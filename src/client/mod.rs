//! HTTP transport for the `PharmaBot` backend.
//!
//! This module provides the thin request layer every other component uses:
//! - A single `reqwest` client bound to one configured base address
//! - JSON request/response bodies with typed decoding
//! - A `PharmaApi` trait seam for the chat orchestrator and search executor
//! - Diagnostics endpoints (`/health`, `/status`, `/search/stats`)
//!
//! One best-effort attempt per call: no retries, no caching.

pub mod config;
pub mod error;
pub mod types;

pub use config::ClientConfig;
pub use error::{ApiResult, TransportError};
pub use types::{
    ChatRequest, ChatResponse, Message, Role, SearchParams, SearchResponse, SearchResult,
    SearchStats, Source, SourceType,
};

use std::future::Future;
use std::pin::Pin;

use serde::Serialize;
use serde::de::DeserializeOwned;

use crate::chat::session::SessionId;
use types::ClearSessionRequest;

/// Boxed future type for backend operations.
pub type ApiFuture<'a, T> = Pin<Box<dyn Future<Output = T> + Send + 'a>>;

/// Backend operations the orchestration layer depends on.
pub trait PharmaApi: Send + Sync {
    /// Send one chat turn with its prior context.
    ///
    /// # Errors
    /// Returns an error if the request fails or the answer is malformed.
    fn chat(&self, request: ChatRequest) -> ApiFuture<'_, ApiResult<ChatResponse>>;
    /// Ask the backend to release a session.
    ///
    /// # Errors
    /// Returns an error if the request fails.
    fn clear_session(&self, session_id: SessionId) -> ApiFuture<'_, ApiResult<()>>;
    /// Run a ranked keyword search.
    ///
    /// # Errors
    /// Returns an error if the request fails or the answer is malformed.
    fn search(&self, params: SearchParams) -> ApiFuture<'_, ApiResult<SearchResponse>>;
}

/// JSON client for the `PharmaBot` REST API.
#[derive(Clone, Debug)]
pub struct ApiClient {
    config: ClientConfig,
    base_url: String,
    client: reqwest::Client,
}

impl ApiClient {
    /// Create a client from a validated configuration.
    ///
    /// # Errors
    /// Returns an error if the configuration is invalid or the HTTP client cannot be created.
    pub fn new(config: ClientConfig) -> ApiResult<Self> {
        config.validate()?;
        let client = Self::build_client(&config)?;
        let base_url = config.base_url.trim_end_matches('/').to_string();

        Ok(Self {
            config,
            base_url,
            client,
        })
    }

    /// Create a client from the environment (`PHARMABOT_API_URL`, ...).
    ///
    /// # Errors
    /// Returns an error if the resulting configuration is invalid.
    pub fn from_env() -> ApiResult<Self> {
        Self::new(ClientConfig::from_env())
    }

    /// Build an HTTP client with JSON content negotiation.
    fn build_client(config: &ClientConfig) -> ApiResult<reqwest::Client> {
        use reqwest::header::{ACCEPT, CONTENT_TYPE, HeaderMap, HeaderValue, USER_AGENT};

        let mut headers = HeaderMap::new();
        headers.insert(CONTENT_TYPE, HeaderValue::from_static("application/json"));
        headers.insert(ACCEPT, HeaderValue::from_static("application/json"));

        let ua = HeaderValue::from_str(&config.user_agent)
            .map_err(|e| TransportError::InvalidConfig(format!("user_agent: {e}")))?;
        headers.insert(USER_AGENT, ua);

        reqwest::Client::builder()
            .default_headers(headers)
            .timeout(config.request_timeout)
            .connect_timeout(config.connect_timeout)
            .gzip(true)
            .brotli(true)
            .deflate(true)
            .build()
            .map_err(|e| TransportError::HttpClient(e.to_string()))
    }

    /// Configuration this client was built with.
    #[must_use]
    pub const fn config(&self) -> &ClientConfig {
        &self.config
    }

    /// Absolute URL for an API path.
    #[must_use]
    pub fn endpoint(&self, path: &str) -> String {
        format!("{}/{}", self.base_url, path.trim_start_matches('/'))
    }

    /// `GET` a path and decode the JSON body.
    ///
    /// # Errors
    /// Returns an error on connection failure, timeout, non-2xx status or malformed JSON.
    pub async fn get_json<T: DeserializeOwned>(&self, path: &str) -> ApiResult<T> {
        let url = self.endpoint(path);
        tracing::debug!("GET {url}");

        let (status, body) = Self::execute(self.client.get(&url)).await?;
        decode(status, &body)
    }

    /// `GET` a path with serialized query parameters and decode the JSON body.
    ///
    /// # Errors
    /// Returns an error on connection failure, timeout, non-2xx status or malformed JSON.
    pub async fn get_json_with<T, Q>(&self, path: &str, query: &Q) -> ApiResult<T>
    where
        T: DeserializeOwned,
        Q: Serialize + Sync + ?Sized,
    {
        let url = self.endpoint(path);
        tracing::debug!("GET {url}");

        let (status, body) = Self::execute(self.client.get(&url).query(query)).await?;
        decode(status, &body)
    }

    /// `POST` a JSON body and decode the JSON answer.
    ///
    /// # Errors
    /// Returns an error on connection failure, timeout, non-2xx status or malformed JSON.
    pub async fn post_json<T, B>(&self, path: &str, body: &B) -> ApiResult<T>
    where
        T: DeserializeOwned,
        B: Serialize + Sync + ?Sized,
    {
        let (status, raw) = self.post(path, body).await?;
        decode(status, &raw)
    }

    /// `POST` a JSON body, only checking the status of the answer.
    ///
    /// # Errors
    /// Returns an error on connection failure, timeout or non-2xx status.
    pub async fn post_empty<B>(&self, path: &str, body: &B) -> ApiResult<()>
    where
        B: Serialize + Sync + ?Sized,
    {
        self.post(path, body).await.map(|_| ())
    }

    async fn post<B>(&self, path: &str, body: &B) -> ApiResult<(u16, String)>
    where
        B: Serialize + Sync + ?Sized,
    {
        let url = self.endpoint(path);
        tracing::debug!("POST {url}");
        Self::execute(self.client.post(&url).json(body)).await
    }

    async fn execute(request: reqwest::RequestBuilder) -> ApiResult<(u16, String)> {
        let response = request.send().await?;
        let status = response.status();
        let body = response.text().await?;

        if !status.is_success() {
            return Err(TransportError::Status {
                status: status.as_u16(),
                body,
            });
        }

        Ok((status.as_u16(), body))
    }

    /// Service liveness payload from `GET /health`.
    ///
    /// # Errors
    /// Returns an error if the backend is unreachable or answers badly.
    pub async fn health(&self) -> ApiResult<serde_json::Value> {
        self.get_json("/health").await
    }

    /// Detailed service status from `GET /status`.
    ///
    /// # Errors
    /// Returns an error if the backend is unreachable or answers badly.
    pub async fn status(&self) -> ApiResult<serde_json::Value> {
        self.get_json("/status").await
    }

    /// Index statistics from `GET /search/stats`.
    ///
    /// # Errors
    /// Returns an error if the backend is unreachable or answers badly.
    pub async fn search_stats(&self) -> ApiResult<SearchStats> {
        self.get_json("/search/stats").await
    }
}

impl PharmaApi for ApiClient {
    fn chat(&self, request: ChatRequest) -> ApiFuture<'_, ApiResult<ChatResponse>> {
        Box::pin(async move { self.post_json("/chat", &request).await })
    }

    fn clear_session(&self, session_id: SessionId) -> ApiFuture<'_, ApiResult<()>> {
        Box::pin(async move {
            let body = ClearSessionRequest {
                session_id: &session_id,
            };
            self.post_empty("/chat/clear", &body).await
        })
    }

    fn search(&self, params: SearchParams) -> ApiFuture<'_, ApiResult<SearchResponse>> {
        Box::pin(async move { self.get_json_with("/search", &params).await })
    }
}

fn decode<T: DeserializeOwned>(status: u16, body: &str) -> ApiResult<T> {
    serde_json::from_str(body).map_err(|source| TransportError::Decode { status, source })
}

◆ ◆ ◆ ◆ ◆

The answer must consist of every line from the entries above that contains the string "PharmaApi".

//! - A `PharmaApi` trait seam for the chat orchestrator and search executor
pub trait PharmaApi: Send + Sync {
impl PharmaApi for ApiClient {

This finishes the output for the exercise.